→ Work task
Repeat verbatim, and only, the lines of the data below, beginning at the line that contains "filename sanduq-container/src/introspect.rs" and stopping after the line that contains "short_type_name(type_name::<Self>())".
[Start of Attachment]
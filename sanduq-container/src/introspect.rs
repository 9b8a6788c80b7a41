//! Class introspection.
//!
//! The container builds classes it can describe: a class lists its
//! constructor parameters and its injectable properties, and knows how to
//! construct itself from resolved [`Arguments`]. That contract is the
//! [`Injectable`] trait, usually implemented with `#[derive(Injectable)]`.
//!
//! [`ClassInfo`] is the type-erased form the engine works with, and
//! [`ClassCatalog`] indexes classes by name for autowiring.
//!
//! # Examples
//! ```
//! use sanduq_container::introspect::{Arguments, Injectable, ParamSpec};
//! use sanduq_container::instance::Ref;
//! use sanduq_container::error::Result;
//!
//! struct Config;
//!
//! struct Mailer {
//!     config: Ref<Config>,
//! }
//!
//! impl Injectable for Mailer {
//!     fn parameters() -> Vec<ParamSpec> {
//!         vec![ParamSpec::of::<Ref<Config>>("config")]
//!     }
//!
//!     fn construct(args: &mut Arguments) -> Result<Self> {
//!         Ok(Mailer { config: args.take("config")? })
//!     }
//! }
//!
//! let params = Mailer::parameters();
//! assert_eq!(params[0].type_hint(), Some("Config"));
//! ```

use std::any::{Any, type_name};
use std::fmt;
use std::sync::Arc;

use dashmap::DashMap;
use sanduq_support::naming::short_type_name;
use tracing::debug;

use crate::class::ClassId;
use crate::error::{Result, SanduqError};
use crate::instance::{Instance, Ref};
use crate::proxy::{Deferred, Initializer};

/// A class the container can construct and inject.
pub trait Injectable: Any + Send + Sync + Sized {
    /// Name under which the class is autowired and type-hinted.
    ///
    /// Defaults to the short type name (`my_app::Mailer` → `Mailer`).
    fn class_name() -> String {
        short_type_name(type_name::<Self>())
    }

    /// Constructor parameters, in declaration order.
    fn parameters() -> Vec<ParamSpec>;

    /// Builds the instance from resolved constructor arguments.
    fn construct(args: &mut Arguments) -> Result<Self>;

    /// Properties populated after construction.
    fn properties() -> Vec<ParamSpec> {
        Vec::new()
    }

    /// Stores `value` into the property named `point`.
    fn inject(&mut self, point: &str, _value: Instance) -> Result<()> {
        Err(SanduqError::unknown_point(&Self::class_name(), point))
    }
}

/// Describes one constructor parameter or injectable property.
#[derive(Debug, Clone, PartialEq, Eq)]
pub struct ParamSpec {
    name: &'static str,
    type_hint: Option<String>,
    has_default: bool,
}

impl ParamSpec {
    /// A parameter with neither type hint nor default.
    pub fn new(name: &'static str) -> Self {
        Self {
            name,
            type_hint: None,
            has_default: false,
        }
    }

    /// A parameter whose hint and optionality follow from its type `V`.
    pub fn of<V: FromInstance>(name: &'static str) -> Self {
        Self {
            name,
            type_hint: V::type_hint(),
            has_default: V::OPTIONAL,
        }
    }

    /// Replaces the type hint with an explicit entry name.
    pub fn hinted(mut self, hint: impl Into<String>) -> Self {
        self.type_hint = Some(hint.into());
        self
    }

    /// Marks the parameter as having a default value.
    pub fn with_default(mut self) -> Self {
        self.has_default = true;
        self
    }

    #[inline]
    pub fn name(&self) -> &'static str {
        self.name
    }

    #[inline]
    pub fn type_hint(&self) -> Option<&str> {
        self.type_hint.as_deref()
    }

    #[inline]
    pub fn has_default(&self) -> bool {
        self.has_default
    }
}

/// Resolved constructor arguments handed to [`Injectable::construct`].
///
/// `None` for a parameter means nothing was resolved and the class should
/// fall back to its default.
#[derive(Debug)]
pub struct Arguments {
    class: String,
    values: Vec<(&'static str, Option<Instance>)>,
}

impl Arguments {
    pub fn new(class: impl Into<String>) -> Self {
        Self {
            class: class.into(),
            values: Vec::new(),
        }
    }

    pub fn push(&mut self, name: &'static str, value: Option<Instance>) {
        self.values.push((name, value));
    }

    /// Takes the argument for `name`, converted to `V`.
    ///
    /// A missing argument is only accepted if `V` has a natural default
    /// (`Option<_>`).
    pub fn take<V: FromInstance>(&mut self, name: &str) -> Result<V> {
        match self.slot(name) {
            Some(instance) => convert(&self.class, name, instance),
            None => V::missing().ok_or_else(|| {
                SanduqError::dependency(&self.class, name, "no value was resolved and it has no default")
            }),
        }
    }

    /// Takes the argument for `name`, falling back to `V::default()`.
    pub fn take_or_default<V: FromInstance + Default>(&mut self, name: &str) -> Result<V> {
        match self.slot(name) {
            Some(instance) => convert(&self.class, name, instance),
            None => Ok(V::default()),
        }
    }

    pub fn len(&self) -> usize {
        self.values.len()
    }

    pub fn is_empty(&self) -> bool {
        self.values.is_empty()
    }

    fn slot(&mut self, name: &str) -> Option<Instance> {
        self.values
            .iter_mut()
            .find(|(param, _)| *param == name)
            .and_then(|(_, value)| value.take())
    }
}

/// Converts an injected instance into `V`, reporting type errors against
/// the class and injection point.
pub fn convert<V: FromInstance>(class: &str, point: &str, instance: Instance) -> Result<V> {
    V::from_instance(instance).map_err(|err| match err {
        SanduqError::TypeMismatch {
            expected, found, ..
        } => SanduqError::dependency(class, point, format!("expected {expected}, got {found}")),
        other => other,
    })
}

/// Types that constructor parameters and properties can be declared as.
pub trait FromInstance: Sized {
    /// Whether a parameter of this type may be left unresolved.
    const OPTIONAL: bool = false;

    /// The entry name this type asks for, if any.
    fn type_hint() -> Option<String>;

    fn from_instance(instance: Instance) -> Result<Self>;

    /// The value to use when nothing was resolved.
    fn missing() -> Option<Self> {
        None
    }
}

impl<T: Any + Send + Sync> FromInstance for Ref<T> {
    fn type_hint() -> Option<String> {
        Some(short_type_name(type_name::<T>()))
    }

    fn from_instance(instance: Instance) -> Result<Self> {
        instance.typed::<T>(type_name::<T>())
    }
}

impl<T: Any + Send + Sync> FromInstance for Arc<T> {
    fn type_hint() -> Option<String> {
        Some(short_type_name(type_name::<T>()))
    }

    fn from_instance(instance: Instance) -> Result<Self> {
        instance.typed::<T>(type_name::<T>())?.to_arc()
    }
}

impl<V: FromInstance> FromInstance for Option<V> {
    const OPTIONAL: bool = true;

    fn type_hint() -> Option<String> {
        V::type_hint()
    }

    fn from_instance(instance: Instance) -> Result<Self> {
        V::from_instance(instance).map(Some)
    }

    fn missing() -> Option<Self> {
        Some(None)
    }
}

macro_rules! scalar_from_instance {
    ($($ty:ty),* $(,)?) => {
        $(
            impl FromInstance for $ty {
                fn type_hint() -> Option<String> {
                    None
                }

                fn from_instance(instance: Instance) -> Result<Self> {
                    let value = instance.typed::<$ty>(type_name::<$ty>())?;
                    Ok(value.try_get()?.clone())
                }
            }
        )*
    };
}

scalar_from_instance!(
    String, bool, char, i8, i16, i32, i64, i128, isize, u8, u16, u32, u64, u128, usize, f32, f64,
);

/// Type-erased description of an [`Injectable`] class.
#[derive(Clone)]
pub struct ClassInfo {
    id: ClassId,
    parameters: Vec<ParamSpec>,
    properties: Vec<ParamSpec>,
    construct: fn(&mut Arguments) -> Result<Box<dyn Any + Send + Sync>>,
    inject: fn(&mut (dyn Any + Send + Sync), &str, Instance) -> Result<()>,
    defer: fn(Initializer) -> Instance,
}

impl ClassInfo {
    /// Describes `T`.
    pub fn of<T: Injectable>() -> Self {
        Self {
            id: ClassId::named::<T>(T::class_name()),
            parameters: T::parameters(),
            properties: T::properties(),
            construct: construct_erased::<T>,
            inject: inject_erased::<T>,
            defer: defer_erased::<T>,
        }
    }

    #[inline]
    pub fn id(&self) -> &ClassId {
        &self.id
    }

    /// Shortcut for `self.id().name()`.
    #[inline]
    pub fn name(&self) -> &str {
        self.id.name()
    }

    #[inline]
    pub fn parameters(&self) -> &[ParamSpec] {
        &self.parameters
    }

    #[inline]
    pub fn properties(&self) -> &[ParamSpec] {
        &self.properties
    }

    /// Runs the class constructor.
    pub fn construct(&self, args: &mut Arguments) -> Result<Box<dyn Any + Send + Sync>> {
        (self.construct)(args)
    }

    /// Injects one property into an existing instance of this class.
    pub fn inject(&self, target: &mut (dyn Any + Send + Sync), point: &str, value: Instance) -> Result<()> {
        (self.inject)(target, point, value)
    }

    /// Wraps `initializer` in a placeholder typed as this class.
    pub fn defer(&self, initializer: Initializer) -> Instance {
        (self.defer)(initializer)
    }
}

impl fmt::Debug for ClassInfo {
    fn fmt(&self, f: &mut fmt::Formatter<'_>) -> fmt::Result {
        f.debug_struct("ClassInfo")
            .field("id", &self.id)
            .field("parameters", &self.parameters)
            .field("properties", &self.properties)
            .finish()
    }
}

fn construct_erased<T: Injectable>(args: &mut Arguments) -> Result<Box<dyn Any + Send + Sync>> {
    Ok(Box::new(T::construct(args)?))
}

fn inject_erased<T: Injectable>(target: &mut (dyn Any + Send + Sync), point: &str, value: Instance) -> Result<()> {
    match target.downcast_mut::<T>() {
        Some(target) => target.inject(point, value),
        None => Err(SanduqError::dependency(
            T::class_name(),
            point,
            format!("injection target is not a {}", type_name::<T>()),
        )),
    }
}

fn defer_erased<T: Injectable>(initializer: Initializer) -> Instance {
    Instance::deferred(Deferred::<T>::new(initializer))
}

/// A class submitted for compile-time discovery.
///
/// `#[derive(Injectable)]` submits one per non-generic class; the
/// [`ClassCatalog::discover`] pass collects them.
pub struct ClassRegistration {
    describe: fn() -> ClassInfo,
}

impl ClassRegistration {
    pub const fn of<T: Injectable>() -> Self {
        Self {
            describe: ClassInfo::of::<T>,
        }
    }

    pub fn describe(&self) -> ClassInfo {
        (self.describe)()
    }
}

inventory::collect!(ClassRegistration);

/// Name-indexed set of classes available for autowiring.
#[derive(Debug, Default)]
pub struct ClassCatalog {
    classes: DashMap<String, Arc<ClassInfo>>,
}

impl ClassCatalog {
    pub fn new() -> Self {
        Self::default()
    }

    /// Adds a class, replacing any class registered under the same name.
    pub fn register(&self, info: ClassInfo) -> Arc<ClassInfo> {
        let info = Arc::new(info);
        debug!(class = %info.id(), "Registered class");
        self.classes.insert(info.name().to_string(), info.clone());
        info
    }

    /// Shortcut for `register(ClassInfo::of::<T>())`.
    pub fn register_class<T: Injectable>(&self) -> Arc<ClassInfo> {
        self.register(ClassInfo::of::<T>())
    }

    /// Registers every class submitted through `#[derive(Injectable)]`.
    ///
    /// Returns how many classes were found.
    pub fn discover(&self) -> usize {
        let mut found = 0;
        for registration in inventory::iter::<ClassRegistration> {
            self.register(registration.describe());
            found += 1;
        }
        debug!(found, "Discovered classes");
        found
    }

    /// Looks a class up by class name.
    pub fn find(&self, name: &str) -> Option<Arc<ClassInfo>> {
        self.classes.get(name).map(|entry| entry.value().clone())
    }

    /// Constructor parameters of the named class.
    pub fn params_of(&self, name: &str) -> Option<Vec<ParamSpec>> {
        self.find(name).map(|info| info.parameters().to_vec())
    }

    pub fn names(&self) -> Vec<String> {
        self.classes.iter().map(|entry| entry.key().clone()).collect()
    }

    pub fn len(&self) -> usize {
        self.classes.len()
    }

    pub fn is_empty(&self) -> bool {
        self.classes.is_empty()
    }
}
[End of Attachment]
[Start of Attachment]
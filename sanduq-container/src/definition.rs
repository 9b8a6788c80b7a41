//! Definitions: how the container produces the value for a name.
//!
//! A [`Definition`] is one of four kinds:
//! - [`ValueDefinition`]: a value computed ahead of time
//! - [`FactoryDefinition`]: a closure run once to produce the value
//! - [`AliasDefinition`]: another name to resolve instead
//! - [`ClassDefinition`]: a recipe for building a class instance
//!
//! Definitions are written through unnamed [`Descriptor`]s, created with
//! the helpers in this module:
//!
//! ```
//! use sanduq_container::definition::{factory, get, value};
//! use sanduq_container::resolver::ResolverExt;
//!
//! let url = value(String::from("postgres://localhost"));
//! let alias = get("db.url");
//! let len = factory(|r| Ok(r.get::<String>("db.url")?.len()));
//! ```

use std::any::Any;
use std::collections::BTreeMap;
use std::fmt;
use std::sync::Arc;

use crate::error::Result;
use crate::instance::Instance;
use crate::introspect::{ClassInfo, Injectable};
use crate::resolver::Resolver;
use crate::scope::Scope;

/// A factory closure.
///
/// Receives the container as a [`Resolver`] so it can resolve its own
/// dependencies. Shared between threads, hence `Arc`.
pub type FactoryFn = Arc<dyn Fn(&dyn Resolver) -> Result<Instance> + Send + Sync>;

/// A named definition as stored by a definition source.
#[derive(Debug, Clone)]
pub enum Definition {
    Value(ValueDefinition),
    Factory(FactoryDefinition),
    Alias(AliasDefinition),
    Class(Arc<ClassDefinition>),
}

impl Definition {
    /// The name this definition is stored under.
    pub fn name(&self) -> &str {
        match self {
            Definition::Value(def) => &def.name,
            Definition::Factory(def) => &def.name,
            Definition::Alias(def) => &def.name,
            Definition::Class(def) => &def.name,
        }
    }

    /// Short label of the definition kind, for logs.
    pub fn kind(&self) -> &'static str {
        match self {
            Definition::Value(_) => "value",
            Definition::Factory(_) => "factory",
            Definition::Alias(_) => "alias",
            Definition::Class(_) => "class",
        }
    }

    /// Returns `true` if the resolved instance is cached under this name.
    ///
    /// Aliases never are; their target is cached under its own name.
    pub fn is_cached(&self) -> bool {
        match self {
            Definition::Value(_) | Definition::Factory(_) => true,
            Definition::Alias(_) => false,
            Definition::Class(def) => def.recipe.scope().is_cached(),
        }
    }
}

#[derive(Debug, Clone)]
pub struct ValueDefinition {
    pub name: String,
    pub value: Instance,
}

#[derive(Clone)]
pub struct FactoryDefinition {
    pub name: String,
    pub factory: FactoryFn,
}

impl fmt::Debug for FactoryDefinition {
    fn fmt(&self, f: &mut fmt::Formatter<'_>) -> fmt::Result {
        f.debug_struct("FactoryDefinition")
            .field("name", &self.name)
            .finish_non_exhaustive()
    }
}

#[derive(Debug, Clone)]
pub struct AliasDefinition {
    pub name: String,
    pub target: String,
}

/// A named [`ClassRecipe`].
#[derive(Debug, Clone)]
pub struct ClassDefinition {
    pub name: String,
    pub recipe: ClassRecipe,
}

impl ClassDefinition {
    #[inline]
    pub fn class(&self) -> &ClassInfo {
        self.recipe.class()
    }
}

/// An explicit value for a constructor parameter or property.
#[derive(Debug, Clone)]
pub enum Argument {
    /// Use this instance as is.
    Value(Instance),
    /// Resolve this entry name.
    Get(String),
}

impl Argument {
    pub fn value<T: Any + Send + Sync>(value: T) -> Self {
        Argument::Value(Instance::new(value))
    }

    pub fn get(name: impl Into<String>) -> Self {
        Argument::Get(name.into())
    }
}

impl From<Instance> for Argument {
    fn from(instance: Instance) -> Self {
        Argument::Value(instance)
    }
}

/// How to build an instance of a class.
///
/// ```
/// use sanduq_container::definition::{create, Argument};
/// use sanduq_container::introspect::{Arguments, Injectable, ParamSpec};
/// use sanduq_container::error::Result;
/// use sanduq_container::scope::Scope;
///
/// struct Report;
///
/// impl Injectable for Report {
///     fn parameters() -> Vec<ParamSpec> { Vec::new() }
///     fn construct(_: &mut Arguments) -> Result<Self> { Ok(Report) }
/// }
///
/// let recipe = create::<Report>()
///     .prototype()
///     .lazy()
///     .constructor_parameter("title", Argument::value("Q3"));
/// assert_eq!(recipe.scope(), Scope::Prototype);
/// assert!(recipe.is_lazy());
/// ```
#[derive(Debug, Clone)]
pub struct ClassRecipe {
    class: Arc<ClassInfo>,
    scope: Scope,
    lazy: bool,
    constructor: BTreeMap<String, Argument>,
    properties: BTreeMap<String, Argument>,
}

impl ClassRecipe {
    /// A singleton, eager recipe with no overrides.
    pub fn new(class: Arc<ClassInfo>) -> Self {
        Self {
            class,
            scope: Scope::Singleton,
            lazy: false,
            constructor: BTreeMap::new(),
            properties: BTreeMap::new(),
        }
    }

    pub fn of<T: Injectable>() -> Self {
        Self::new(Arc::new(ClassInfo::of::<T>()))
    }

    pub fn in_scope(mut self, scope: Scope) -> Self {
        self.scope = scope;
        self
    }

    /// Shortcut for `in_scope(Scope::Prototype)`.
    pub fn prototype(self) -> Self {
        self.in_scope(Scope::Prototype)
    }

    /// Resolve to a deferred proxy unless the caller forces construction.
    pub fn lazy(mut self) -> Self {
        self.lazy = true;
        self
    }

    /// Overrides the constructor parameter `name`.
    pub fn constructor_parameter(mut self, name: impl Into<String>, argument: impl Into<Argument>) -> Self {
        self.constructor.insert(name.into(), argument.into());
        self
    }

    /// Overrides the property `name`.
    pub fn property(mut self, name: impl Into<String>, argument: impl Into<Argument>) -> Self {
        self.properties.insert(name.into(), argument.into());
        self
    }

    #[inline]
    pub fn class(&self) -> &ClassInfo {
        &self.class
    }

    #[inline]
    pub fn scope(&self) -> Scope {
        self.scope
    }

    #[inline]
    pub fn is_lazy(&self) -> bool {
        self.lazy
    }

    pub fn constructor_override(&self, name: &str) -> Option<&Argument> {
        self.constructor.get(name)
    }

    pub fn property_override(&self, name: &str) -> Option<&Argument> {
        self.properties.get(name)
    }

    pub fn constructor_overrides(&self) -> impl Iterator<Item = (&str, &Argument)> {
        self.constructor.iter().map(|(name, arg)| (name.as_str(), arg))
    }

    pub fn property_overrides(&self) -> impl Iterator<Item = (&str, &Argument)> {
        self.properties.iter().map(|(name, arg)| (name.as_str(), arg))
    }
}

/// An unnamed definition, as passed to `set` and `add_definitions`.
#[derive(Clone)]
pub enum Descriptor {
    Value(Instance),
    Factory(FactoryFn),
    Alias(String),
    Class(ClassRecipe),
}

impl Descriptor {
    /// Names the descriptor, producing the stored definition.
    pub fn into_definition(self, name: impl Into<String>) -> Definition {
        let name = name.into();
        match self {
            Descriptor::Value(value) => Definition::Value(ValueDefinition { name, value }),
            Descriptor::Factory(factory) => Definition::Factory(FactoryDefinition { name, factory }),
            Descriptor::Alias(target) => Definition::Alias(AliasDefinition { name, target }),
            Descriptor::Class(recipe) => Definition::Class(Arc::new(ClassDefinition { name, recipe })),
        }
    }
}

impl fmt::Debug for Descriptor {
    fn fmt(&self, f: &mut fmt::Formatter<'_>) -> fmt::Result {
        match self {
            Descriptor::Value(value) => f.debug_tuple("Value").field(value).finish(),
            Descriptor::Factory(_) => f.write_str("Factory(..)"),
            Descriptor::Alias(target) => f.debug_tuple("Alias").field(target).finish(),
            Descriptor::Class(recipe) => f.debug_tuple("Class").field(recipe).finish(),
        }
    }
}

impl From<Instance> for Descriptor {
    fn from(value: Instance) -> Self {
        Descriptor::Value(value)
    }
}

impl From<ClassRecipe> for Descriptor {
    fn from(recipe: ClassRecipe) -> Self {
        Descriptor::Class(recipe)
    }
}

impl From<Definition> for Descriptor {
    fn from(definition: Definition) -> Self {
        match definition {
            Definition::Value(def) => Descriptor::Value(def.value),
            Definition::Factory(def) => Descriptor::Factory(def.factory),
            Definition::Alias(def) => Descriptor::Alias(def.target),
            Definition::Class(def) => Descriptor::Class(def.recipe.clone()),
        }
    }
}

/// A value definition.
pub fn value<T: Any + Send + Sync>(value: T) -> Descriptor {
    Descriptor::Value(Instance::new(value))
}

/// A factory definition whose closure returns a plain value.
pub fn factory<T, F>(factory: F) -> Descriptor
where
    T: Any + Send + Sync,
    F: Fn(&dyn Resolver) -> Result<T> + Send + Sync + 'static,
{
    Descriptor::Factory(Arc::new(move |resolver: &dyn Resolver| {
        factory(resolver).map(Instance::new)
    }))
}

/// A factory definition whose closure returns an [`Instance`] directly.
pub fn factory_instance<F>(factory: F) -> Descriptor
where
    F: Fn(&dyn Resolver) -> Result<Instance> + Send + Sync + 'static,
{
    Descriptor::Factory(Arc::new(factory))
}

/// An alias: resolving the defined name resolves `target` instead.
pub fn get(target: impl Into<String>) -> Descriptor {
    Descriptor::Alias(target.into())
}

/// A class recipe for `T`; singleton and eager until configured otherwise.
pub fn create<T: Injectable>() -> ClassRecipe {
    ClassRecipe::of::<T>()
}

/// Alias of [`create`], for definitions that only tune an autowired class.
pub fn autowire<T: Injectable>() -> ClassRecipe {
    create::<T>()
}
[End of Attachment]
→ Response to the exercise
filename sanduq-container/src/introspect.rs
repository 9b8a6788c80b7a41
//! Class introspection.
//!
//! The container builds classes it can describe: a class lists its
//! constructor parameters and its injectable properties, and knows how to
//! construct itself from resolved [`Arguments`]. That contract is the
//! [`Injectable`] trait, usually implemented with `#[derive(Injectable)]`.
//!
//! [`ClassInfo`] is the type-erased form the engine works with, and
//! [`ClassCatalog`] indexes classes by name for autowiring.
//!
//! # Examples
//! ```
//! use sanduq_container::introspect::{Arguments, Injectable, ParamSpec};
//! use sanduq_container::instance::Ref;
//! use sanduq_container::error::Result;
//!
//! struct Config;
//!
//! struct Mailer {
//!     config: Ref<Config>,
//! }
//!
//! impl Injectable for Mailer {
//!     fn parameters() -> Vec<ParamSpec> {
//!         vec![ParamSpec::of::<Ref<Config>>("config")]
//!     }
//!
//!     fn construct(args: &mut Arguments) -> Result<Self> {
//!         Ok(Mailer { config: args.take("config")? })
//!     }
//! }
//!
//! let params = Mailer::parameters();
//! assert_eq!(params[0].type_hint(), Some("Config"));
//! ```

use std::any::{Any, type_name};
use std::fmt;
use std::sync::Arc;

use dashmap::DashMap;
use sanduq_support::naming::short_type_name;
use tracing::debug;

use crate::class::ClassId;
use crate::error::{Result, SanduqError};
use crate::instance::{Instance, Ref};
use crate::proxy::{Deferred, Initializer};

/// A class the container can construct and inject.
pub trait Injectable: Any + Send + Sync + Sized {
    /// Name under which the class is autowired and type-hinted.
    ///
    /// Defaults to the short type name (`my_app::Mailer` → `Mailer`).
    fn class_name() -> String {
        short_type_name(type_name::<Self>())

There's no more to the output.